Specify a type constraint - not a function

In JavaScript land, libraries often times overload functions with runtime checks depending on the passed value type.
For example create does one thing if 5 is passed or if a function is passed:

const create = (arg) => ...
const a = create(5)
const b = create(prev => prev + 1)

in OCaml the bindings would be 2 functions, calling the same JS function create, something like:

type t
external create : 'a -> t = "create"
external createFn : ('a -> 'a) -> t = "create"

Which allows you to write the equivalent

let a = create 5
let b = createFn (fun prev -> prev + 1)

The problem is, that 'a is not constrained in any way, so there’s nothing preventing you from calling create instead of createFn with a function, causing a runtime error:

let c = createFn (fun a -> "invalid " ^ string_of_int a) (* compile error - expected string, got int *)
let d = create (fun a -> "invalid " ^ string_of_int a) (* no error -> runtime exception *)

Is there any way to say: the accepted argument is anything except a function?
Something like (not real syntax): type 'a t = 'a constraint 'a <> 'b -> 'c

No, this is not possible.

Cheers,
Nicolas

You might to expand by providing an example Javascript API that you would like to translate… because your question is generally not an issue in OCaml! However the function create should not be typed 'a -> t as it implies that the 'a argument could be anything, with no means for the function create to know what it is and hence do anything with this parameter (= it’s useless!)

In your examples, you show usages where the parameter is an integer (so perhaps this is the type that your create function should expect?)

val create : int -> t
val createFn : (int -> int) -> t

And boum, now it’s impossible to use the wrong create function!

Alternatively, when the parameter could indeed be “anything” at the time of creation, it’s much more common to have it show up in the type of the result:

type 'a t = ...

val create : 'a -> 'a t

This time around we don’t need two variations on create, since one can work for both. The type constraint that it should be a function or a value would show up later in other functions, when we actually need to know the concrete type of the 'a value to do stuff with it. For example:

val apply : (int -> int) t -> int t -> int

so the API I was thinking about is:

you can create an atom with any type of state:

const priceAtom = atom(10)
const messageAtom = atom('hello')
const productAtom = atom({ id: 12, name: 'good stuff' })

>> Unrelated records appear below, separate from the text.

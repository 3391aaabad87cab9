//! Shared fixtures for squeak-core integration tests.
#![allow(dead_code)]

use std::sync::Arc;
use std::sync::atomic::{AtomicU32, Ordering};

use squeak_core::{
    ClearSide, Damage, Deck, Dice, EffectBehavior, EffectContext, EngineResult, EntityId,
    EntityTemplate, FeatureBehavior, FeatureId, FeatureKind, GameManager, Map, MapFeature,
    OddRCoord, RodentClass, RodentStats, Side, SkillCaster, SkillDescriptor, SkillRegistry,
    SkillResult, SkillTargeting, Squeak, SqueakKind, TargetMode, TimerBehavior, TimerContext,
};

pub fn at(x: i32, y: i32) -> OddRCoord {
    OddRCoord::new(x, y)
}

// ----------------------------------------------------------------------
// Features
// ----------------------------------------------------------------------

pub struct Lair;

impl FeatureBehavior for Lair {
    fn name(&self) -> &'static str {
        "lair"
    }

    fn kind(&self) -> FeatureKind {
        FeatureKind::Lair
    }

    fn is_collision(&self) -> bool {
        true
    }
}

pub struct Zone;

impl FeatureBehavior for Zone {
    fn name(&self) -> &'static str {
        "zone"
    }

    fn kind(&self) -> FeatureKind {
        FeatureKind::DeploymentZone
    }

    fn is_collision(&self) -> bool {
        false
    }
}

/// Counts enter/exit hook calls.
#[derive(Default)]
pub struct Tripwire {
    pub enters: AtomicU32,
    pub exits: AtomicU32,
}

impl Tripwire {
    pub fn enters(&self) -> u32 {
        self.enters.load(Ordering::SeqCst)
    }

    pub fn exits(&self) -> u32 {
        self.exits.load(Ordering::SeqCst)
    }
}

impl FeatureBehavior for Tripwire {
    fn name(&self) -> &'static str {
        "tripwire"
    }

    fn is_collision(&self) -> bool {
        false
    }

    fn on_entity_enter(
        &self,
        _game: &mut GameManager,
        _feature: FeatureId,
        _entity: EntityId,
        _coord: OddRCoord,
    ) -> EngineResult<()> {
        self.enters.fetch_add(1, Ordering::SeqCst);
        Ok(())
    }

    fn on_entity_exit(
        &self,
        _game: &mut GameManager,
        _feature: FeatureId,
        _entity: EntityId,
        _side: Option<Side>,
        _coord: Option<OddRCoord>,
    ) -> EngineResult<()> {
        self.exits.fetch_add(1, Ordering::SeqCst);
        Ok(())
    }
}

// ----------------------------------------------------------------------
// Effects and timers
// ----------------------------------------------------------------------

/// Lowers speed by its intensity while active.
pub struct Slow(pub ClearSide);

impl EffectBehavior for Slow {
    fn name(&self) -> &'static str {
        "slow"
    }

    fn clear_side(&self) -> ClearSide {
        self.0
    }

    fn on_applied(
        &self,
        game: &mut GameManager,
        effect: EffectContext,
        _overriding: bool,
    ) -> EngineResult<()> {
        game.adjust_stats(effect.entity)?.add_speed(-effect.intensity);
        Ok(())
    }

    fn on_cleared(
        &self,
        game: &mut GameManager,
        effect: EffectContext,
        _overridden: bool,
    ) -> EngineResult<()> {
        game.adjust_stats(effect.entity)?.add_speed(effect.intensity);
        Ok(())
    }
}

/// Deals 2 damage to its owner when the countdown ends.
pub struct Fuse;

impl TimerBehavior for Fuse {
    fn name(&self) -> &'static str {
        "fuse"
    }

    fn on_timer_over(&self, game: &mut GameManager, timer: TimerContext) -> EngineResult<()> {
        game.damage_entity(timer.entity, Damage::Amount(2))?;
        Ok(())
    }
}

// ----------------------------------------------------------------------
// Skills and templates
// ----------------------------------------------------------------------

/// Deals 3 damage to one enemy within reach.
pub fn poke(game: &mut GameManager, caster: SkillCaster) -> EngineResult<SkillResult> {
    let entity = game.entity(caster.entity)?;
    let side = entity.side();
    let descriptor = entity
        .skill(caster.skill_index)
        .map(|skill| skill.descriptor.clone())
        .unwrap_or_else(|| SkillDescriptor::new("poke", 0));
    let coords = game.board().get_attackable_coords(caster.entity, &descriptor)?;
    let targets = game
        .board()
        .filter_targets(coords, side, TargetMode::EnemyWithHp, false);
    Ok(SkillResult::AwaitingTargets(SkillTargeting::new(
        1,
        targets,
        |game, picked| {
            if let Some(enemy) = game.get_enemy_on_pos(picked[0])? {
                game.damage_entity(enemy, Damage::Amount(3))?;
            }
            Ok(SkillResult::SUCCESS)
        },
    )))
}

/// Heals the caster by 1.
pub fn lick(game: &mut GameManager, caster: SkillCaster) -> EngineResult<SkillResult> {
    game.heal_entity(caster.entity, 1)?;
    Ok(SkillResult::SUCCESS)
}

pub fn registry() -> SkillRegistry {
    let mut registry = SkillRegistry::new();
    registry.register_targeted("poke", poke).unwrap();
    registry.register_instant("lick", lick).unwrap();
    registry
}

/// Health 6, speed 3, move cost 2, poke (reach 2, cost 3), lick (cost 1).
pub fn scout() -> EntityTemplate {
    EntityTemplate::builder("Scout")
        .health(6)
        .rodent(RodentStats::new(RodentClass::Vanguard, 3, 2, 2, 2, 2))
        .skill(SkillDescriptor::new("Poke", 3).with_reach(2), "poke")
        .skill(SkillDescriptor::new("Lick", 1), "lick")
        .build(&registry())
        .unwrap()
}

// ----------------------------------------------------------------------
// Squeaks and decks
// ----------------------------------------------------------------------

pub struct ScoutSqueak;

impl Squeak for ScoutSqueak {
    fn name(&self) -> &str {
        "Scout"
    }

    fn crumb_cost(&self) -> u32 {
        4
    }

    fn kind(&self) -> SqueakKind {
        SqueakKind::Rodent
    }

    fn place(&self, game: &mut GameManager, coord: OddRCoord) -> EngineResult<bool> {
        if game.board().is_collision(coord) {
            return Ok(false);
        }
        let side = Some(game.turn());
        game.spawn_entity(&scout(), coord, side)?;
        Ok(true)
    }
}

/// Deck that never runs out of scouts, shuffling a dummy pile on every draw
/// so the roll counter advances.
#[derive(Default)]
pub struct ScoutDeck {
    pub draws: u32,
}

impl Deck for ScoutDeck {
    fn draw(&mut self, dice: &mut Dice<'_>) -> Option<Arc<dyn Squeak>> {
        let mut pile = [0u8, 1, 2];
        dice.shuffle(&mut pile);
        self.draws += 1;
        Some(Arc::new(ScoutSqueak))
    }

    fn remaining(&self) -> usize {
        usize::MAX
    }
}

// ----------------------------------------------------------------------
// Maps
// ----------------------------------------------------------------------

/// 8x6 flat arena: a rat lair at (0, 0) and a mouse lair at (7, 5), each
/// with 10 health, plus a deployment zone per side on row 1 / row 4.
pub fn arena() -> Map {
    let mut map = Map::new(8, 6).unwrap();
    map.add_feature(
        MapFeature::new(Arc::new(Lair), vec![at(0, 0)])
            .with_health(10)
            .with_side(Side::Rat),
    );
    map.add_feature(
        MapFeature::new(Arc::new(Lair), vec![at(7, 5)])
            .with_health(10)
            .with_side(Side::Mouse),
    );
    map.add_feature(
        MapFeature::new(Arc::new(Zone), (0..3).map(|x| at(x, 1)).collect()).with_side(Side::Rat),
    );
    map.add_feature(
        MapFeature::new(Arc::new(Zone), (5..8).map(|x| at(x, 4)).collect())
            .with_side(Side::Mouse),
    );
    map
}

and then the weirdness is that you can create computed values (which depending on the # of arguments become read-only, write-only or read-write), so passing a function, results in a read-only atom:

const readOnlyAtom = atom((get) => get(priceAtom) * 2)

The problem this creates is that in OCaml land (keeping types simpler than they need to be):

type 'a t_writable
external atom : 'a -> 'a t_writable = "atom"
type 'a t_readonly
type get
external atomFn : (get -> 'a) -> 'a t_readonly = "atom"

if you call:

let a = atom (fun _ -> 5) 

you get a readonly atom (because you passed a function), but the type states, it’s a mutable type, because atom returns t_writable.

Is it possible to put a type constraint for the type to be int | float | string | record | variant?

module Atom = struct
external int : int -> int t_writable = "atom"
end

an example in TypeScript

No, OCaml doesn’t support type overloading. In particular, types don’t exist at runtime.

Rather than trying to have one function with two different behaviours, you can write two functions:

val writable: 'a -> 'a writable
val readable: (get -> 'b) -> 'b readonly

Note that the Javascript magic disallow the creation of a “function” atom, which functional programmers would find natural, so it’s technically a win in expressivity to differentiate the two behaviours:

let four = atom 4
let fn = atom (fun x -> x + 1)
let five = atomFn (fun get -> get fn (get four))

In any case, using the wrong atom/atomFn function would get caught as a type error by later usage of the constructed value.